However, visibility only at the prompt layer can create a false sense of security. Prompts show what was asked, but not always why it was asked, or what downstream actions were triggered by the agent across connected systems, data sources, or applications.

What prompt security reveals  

The primary function of prompt security is to minimize risks associated with generative and agentic AI use, but monitoring and analysis of prompts can also grant insight into use cases for particular agents and model. With comprehensive prompt security, security teams should be able to answer the following questions for each prompt:

  • What task was the user attempting to complete?
  • What data was included in the request, and was any of the data high-risk or confidential?
  • Was the interaction high-risk, potentially malicious, or in violation of company policy?
  • Was the prompt anomalous (in comparison to previous prompts sent to the agent / model)?

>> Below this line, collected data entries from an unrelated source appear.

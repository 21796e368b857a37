use bytes::Bytes;

use crate::commands::executable::Executable;
use crate::commands::CommandParser;
use crate::frame::Frame;
use crate::store::Store;
use crate::Error;

/// Insert all the specified values at the tail of the list stored at `key`. If `key` does not
/// exist, it is created as empty list before performing the push operation.
///
/// Ref: <https://redis.io/docs/latest/commands/rpush>
#[derive(Debug, PartialEq)]
pub struct Rpush {
    pub key: String,
    pub values: Vec<Bytes>,
}

impl Executable for Rpush {
    fn exec(self, store: Store) -> Result<Frame, Error> {
        let mut state = store.lock();

        let list = state.list_mut(&self.key);
        let pushed = self
            .values
            .iter()
            .try_for_each(|value| list.push_tail(value).map(|_| ()));
        let len = list.len();

        state.remove_if_empty(&self.key);
        pushed?;

        Ok(Frame::Integer(len? as i64))
    }
}

impl TryFrom<&mut CommandParser> for Rpush {
    type Error = Error;

    fn try_from(parser: &mut CommandParser) -> Result<Self, Self::Error> {
        let key = parser.next_string()?;
        let values = parser.remaining_bytes()?;
        Ok(Self { key, values })
    }
}
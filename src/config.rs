use clap::Parser;

const PORT: u16 = 6379;
const MAX_FRAME_SIZE: usize = 512 * 1024 * 1024;

/// Server settings, read from the command line with environment variable fallbacks.
#[derive(Parser, Debug, Clone, PartialEq)]
#[command(version, about)]
pub struct Config {
    /// The port to listen on
    #[arg(short, long, env = "ZIPDIS_PORT", default_value_t = PORT)]
    pub port: u16,

    /// Largest amount of buffered, unparsed request bytes accepted from a client
    #[arg(long, env = "MAX_FRAME_SIZE", default_value_t = MAX_FRAME_SIZE)]
    pub max_frame_size: usize,
}

impl Default for Config {
    fn default() -> Self {
        Self {
            port: PORT,
            max_frame_size: MAX_FRAME_SIZE,
        }
    }
}

#[cfg(test)]
mod tests {
    use super::*;

    #[test]
    fn defaults() {
        let config = Config::try_parse_from(["zipdis"]).unwrap();
        assert_eq!(config.max_frame_size, MAX_FRAME_SIZE);
    }

    #[test]
    fn flags() {
        let config =
            Config::try_parse_from(["zipdis", "--port", "7000", "--max-frame-size", "1024"])
                .unwrap();
        assert_eq!(
            config,
            Config {
                port: 7000,
                max_frame_size: 1024,
            }
        );
    }
}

Improving visibility at this layer is a necessary first step, allowing organizations to establish a baseline for how AI systems are being used and where potential risks may exist.  

Prompt security alone does not provide a complete view of risk. Further data is needed to understand how the prompt is interpreted, how context is applied, what autonomous actions the agent takes (if any), or what downstream systems are affected. Understanding the outcome of a query is just as important for complete prompt security as understanding the input prompt itself – for example, a perfectly normal, low-risk prompt may inadvertently result in an agent taking a high-risk action.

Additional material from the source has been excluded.